La narration, « forme du dire » 

La narration fonde le récit, même dans une déflation ou une absence. Elle en donne la direction, l’inflexion, l’orientation. Elle construit, elle marquète, elle glose, elle « néologise », elle évente, elle construit ainsi un polylogue en restant attentive doublement à ce qui la constitue et à ce qui l’habite. Elle se situe en amont et en aval d’elle-même, tout comme elle cherche à saisir tout ce qui la constitue et fait sa trajectoire. En ce qui concerne Dib et Meddeb, elle s’associe le conte et l’utilise de diverses manières : elle réécrit le mythe ou la légende, en en pénétrant les fondements.

Elle appelle, elle convoque, elle répond ; elle organise un espace de rencontres et d’interpellations ; elle brasse et elle détourne des références et des matériaux de provenances diverses. Elle déguise la/les voix qui la traversent, l’habitent ou sont à son origine.

Elle est surtout la voix des voix, la puissance qui contribue à poser l’acte de parole, qui cherche à l’arracher à la banalité, à l’exercice quotidien et répétitif pou lui conférer une singularité décisive.

La narration installe donc un dire démultiplié, excessif et virevoltant sur lui-même.

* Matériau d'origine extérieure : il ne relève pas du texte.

//! Stage configuration.

use algostage_trace::Value;

/// Tunable parameters for a [`Stage`](crate::Stage).
#[derive(Debug, Clone)]
pub struct StageConfig {
    /// Number of values a freshly created or regenerated dataset holds.
    pub default_size: usize,
    /// Upper bound on dataset size, for generated and custom datasets alike.
    pub max_size: usize,
    /// Inclusive lower bound for generated values.
    pub min_value: Value,
    /// Inclusive upper bound for generated values.
    pub max_value: Value,
    /// Inter-step delay a new stage starts with, in milliseconds.
    pub default_delay_ms: u64,
}

impl Default for StageConfig {
    fn default() -> Self {
        Self {
            default_size: 12,
            max_size: 64,
            min_value: 1,
            max_value: 99,
            default_delay_ms: 300,
        }
    }
}

impl StageConfig {
    /// Set the size of freshly generated datasets.
    #[must_use]
    pub fn with_default_size(mut self, size: usize) -> Self {
        self.default_size = size;
        self
    }

    /// Set the maximum dataset size.
    #[must_use]
    pub fn with_max_size(mut self, size: usize) -> Self {
        self.max_size = size;
        self
    }

    /// Set the inclusive range generated values are drawn from.
    #[must_use]
    pub fn with_value_range(mut self, min: Value, max: Value) -> Self {
        self.min_value = min;
        self.max_value = max;
        self
    }

    /// Set the initial inter-step delay in milliseconds.
    #[must_use]
    pub fn with_default_delay_ms(mut self, delay_ms: u64) -> Self {
        self.default_delay_ms = delay_ms;
        self
    }
}
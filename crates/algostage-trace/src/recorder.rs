//! Append-only recorder for run traces.

use crate::step::{Step, StepAction, Value};

/// Append-only sink for the steps of a single run.
///
/// Ordinals are assigned here, contiguously from 1, so a trace can never
/// hold a gap. The recorder also tracks the most recently highlighted
/// indices for rendering; they always mirror the latest step.
#[derive(Debug, Clone, Default)]
pub struct TraceRecorder {
    steps: Vec<Step>,
    current_indices: Vec<usize>,
}

impl TraceRecorder {
    /// Create an empty recorder.
    pub fn new() -> Self {
        Self::default()
    }

    /// Append a step and return its assigned ordinal.
    ///
    /// # Panics
    ///
    /// Panics when `indices` is empty, holds more than three entries, or
    /// does not pair one value per index.
    pub fn record(&mut self, action: StepAction, indices: Vec<usize>, values: Vec<Value>) -> u64 {
        assert!(
            !indices.is_empty() && indices.len() <= 3,
            "a step highlights one to three indices, got {}",
            indices.len()
        );
        assert_eq!(
            indices.len(),
            values.len(),
            "step values must pair one per index"
        );

        let ordinal = self.steps.len() as u64 + 1;
        self.current_indices = indices.clone();
        self.steps.push(Step {
            ordinal,
            action,
            indices,
            values,
        });
        ordinal
    }

    /// All recorded steps, in emission order.
    pub fn steps(&self) -> &[Step] {
        &self.steps
    }

    /// The most recently recorded step, if any.
    pub fn last(&self) -> Option<&Step> {
        self.steps.last()
    }

    /// Number of recorded steps.
    pub fn len(&self) -> usize {
        self.steps.len()
    }

    /// Whether nothing has been recorded yet.
    pub fn is_empty(&self) -> bool {
        self.steps.is_empty()
    }

    /// Indices highlighted by the latest step (empty before the first).
    pub fn current_indices(&self) -> &[usize] {
        &self.current_indices
    }

    /// Steps recorded after the given ordinal, for incremental fetches.
    ///
    /// `steps_since(0)` returns the whole trace.
    pub fn steps_since(&self, ordinal: u64) -> &[Step] {
        let start = (ordinal as usize).min(self.steps.len());
        &self.steps[start..]
    }

    /// Discard all steps and highlights, restarting ordinals at 1.
    pub fn clear(&mut self) {
        self.steps.clear();
        self.current_indices.clear();
    }
}
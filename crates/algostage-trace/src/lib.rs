//! AlgoStage Trace
//!
//! Step model, trace recorder, shared run state, and pacing primitives for
//! animated algorithm runs.
//!
//! # Architecture
//!
//! - **Step model**: What happened at which indices, ordinals contiguous from 1
//! - **Recorder**: Append-only history plus the currently highlighted indices
//! - **Run state**: The single shared object observers read during a run
//! - **Pacing**: Delay between steps, preemptible by per-run cancellation
//!
//! # Usage
//!
//! ```ignore
//! let mut ctx = StepContext::new(data, &state, &changed, pacer);
//! ctx.emit(StepAction::Compare, &[0, 1]).await?;
//! ctx.pace().await?;
//! ```

mod context;
mod pacing;
mod recorder;
mod state;
mod step;

pub use context::StepContext;
pub use pacing::{Cancelled, Pacer};
pub use recorder::TraceRecorder;
pub use state::{RunState, RunStatus};
pub use step::{Step, StepAction, TerminalResult, Value};
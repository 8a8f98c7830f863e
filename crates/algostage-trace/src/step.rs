//! Step model for algorithm run traces.

use serde::{Deserialize, Serialize};
use std::fmt;

/// Element type for all datasets run through the engine.
pub type Value = i64;

/// The kind of operation a single step records.
#[derive(Debug, Clone, Copy, PartialEq, Eq, Hash, Serialize, Deserialize)]
#[serde(rename_all = "snake_case")]
pub enum StepAction {
    /// A search probe examined an element
    Check,
    /// Two elements were compared
    Compare,
    /// Two elements exchanged positions
    Swap,
    /// An element moved one position during an insertion walk
    Shift,
    /// A key settled into its final position
    Insert,
    /// An element was written back during a merge
    Merge,
    /// A search located its target
    Found,
}

impl StepAction {
    /// Lowercase label, matching the serialized form.
    pub fn label(&self) -> &'static str {
        match self {
            StepAction::Check => "check",
            StepAction::Compare => "compare",
            StepAction::Swap => "swap",
            StepAction::Shift => "shift",
            StepAction::Insert => "insert",
            StepAction::Merge => "merge",
            StepAction::Found => "found",
        }
    }
}

impl fmt::Display for StepAction {
    fn fmt(&self, f: &mut fmt::Formatter<'_>) -> fmt::Result {
        f.write_str(self.label())
    }
}

/// One animated step of an algorithm run.
#[derive(Debug, Clone, PartialEq, Eq, Serialize, Deserialize)]
pub struct Step {
    /// Position within the run, contiguous from 1.
    pub ordinal: u64,
    pub action: StepAction,
    /// Highlighted dataset positions (one to three entries).
    pub indices: Vec<usize>,
    /// Element values parallel to `indices`.
    pub values: Vec<Value>,
}

/// How a finished run ended.
#[derive(Debug, Clone, Copy, PartialEq, Eq, Serialize, Deserialize)]
#[serde(tag = "type")]
pub enum TerminalResult {
    /// A search located the target at this index
    Found { index: usize },
    /// A search exhausted its candidates without a match
    NotFound,
    /// A sort left the dataset in ascending order
    Sorted,
}

impl TerminalResult {
    /// The located index, if this outcome is a successful search.
    pub fn found_index(&self) -> Option<usize> {
        match self {
            TerminalResult::Found { index } => Some(*index),
            _ => None,
        }
    }
}
//! Command sequences a user actually performs: interrupt, retune, rerun.

use std::time::Duration;

use algostage_engine::{
    Algorithm, RunStatus, Stage, StageConfig, StepAction, TerminalResult, Value,
};

fn instant_stage() -> Stage {
    Stage::new(StageConfig::default().with_default_delay_ms(0))
}

#[tokio::test]
async fn identical_inputs_replay_identical_traces() {
    let input: Vec<Value> = vec![6, 2, 5, 1, 9, 3];
    let stage = instant_stage();
    stage.set_algorithm(Algorithm::InsertionSort).await;

    stage.submit_custom_dataset(input.clone()).await.unwrap();
    stage.start().await.unwrap();
    stage.wait_until_settled().await;
    let first = stage.history().await;

    stage.submit_custom_dataset(input).await.unwrap();
    stage.start().await.unwrap();
    stage.wait_until_settled().await;
    let second = stage.history().await;

    assert_eq!(first, second);
}

#[tokio::test]
async fn interrupting_commands_land_the_stage_idle() {
    let stage = instant_stage();
    stage
        .submit_custom_dataset((1..=24).rev().collect())
        .await
        .unwrap();

    stage.start().await.unwrap();
    for _ in 0..8 {
        tokio::task::yield_now().await;
    }
    assert_eq!(stage.status().await, RunStatus::Running);

    stage.regenerate(8).await.unwrap();
    assert_eq!(stage.status().await, RunStatus::Idle);
    assert_eq!(stage.dataset().await.len(), 8);
    assert!(stage.history().await.is_empty());

    // The replacement dataset runs to completion untouched by the old task.
    stage.start().await.unwrap();
    stage.wait_until_settled().await;
    let snapshot = stage.snapshot().await;
    assert_eq!(snapshot.status, RunStatus::Completed);
    assert!(snapshot.dataset.windows(2).all(|w| w[0] <= w[1]));
}

#[tokio::test]
async fn switching_algorithms_mid_run_starts_clean() {
    let stage = instant_stage();
    stage
        .submit_custom_dataset((1..=24).rev().collect())
        .await
        .unwrap();

    stage.start().await.unwrap();
    for _ in 0..8 {
        tokio::task::yield_now().await;
    }

    stage.set_algorithm(Algorithm::SelectionSort).await;
    assert_eq!(stage.status().await, RunStatus::Idle);
    assert!(stage.history().await.is_empty());

    stage.start().await.unwrap();
    stage.wait_until_settled().await;
    assert_eq!(stage.result().await, Some(TerminalResult::Sorted));
}

#[tokio::test]
async fn linear_search_reports_hits_and_misses() {
    let stage = instant_stage();
    stage.submit_custom_dataset(vec![9, 2, 7]).await.unwrap();
    stage.set_algorithm(Algorithm::LinearSearch).await;

    stage.set_target(7).await;
    stage.start().await.unwrap();
    stage.wait_until_settled().await;
    assert_eq!(
        stage.result().await,
        Some(TerminalResult::Found { index: 2 })
    );
    assert_eq!(stage.dataset().await, vec![9, 2, 7]);

    stage.set_target(5).await;
    stage.start().await.unwrap();
    stage.wait_until_settled().await;
    assert_eq!(stage.result().await, Some(TerminalResult::NotFound));
    assert_eq!(stage.dataset().await, vec![9, 2, 7]);
}

#[tokio::test]
async fn binary_search_miss_probes_without_a_found_step() {
    let stage = instant_stage();
    stage
        .submit_custom_dataset(vec![1, 3, 5, 7, 9])
        .await
        .unwrap();
    stage.set_algorithm(Algorithm::BinarySearch).await;
    stage.set_target(4).await;

    stage.start().await.unwrap();
    stage.wait_until_settled().await;

    let history = stage.history().await;
    assert_eq!(history.len(), 3);
    assert!(history.iter().all(|s| s.action == StepAction::Check));
    assert_eq!(stage.result().await, Some(TerminalResult::NotFound));
}

#[tokio::test]
async fn clones_command_one_shared_stage() {
    let stage = instant_stage();
    let controls = stage.clone();

    controls.submit_custom_dataset(vec![3, 1, 2]).await.unwrap();
    controls.start().await.unwrap();
    stage.wait_until_settled().await;

    assert_eq!(stage.dataset().await, vec![1, 2, 3]);
    assert_eq!(stage.result().await, Some(TerminalResult::Sorted));
}

#[tokio::test(flavor = "multi_thread")]
async fn lowering_the_delay_speeds_up_a_live_run() {
    let stage = Stage::new(StageConfig::default().with_default_delay_ms(200));
    stage
        .submit_custom_dataset((1..=16).rev().collect())
        .await
        .unwrap();

    let started = std::time::Instant::now();
    stage.start().await.unwrap();

    // Let the first paced step land, then drop the delay to zero. The
    // remaining ~200 steps would take ~40s at the original pace.
    tokio::time::timeout(Duration::from_secs(5), async {
        while stage.snapshot().await.step_count == 0 {
            tokio::time::sleep(Duration::from_millis(5)).await;
        }
    })
    .await
    .unwrap();
    stage.set_delay(0);

    tokio::time::timeout(Duration::from_secs(10), stage.wait_until_settled())
        .await
        .unwrap();
    assert!(started.elapsed() < Duration::from_secs(10));
    assert_eq!(stage.status().await, RunStatus::Completed);
}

L’écriture permet d’explorer ainsi une scansion différente des récits, basée sur l’illimité, l’indéfini, la hachure, la brisure, la disparition :mise en texte syncopée et exclusive, soliloque, échos et reprises, le texte est tour à tour, murmure, cri, silence, portés par des souffles, des absences, des oublis ou des blancs, des omissions volontaires, des mots mis à la place d’autres, métonymies ou métaphores, qui entretiennent tous le rythme tourmenté et pourtant continu de cette narration impossible, déchirée , toujours approximative et pourtant toujours centrée autour d’un objet qu’elle ne peut achever et dont elle ne peut donner qu’une approche approximative. Mais sa forme est néanmoins acquise : il s’agit de la convulsion.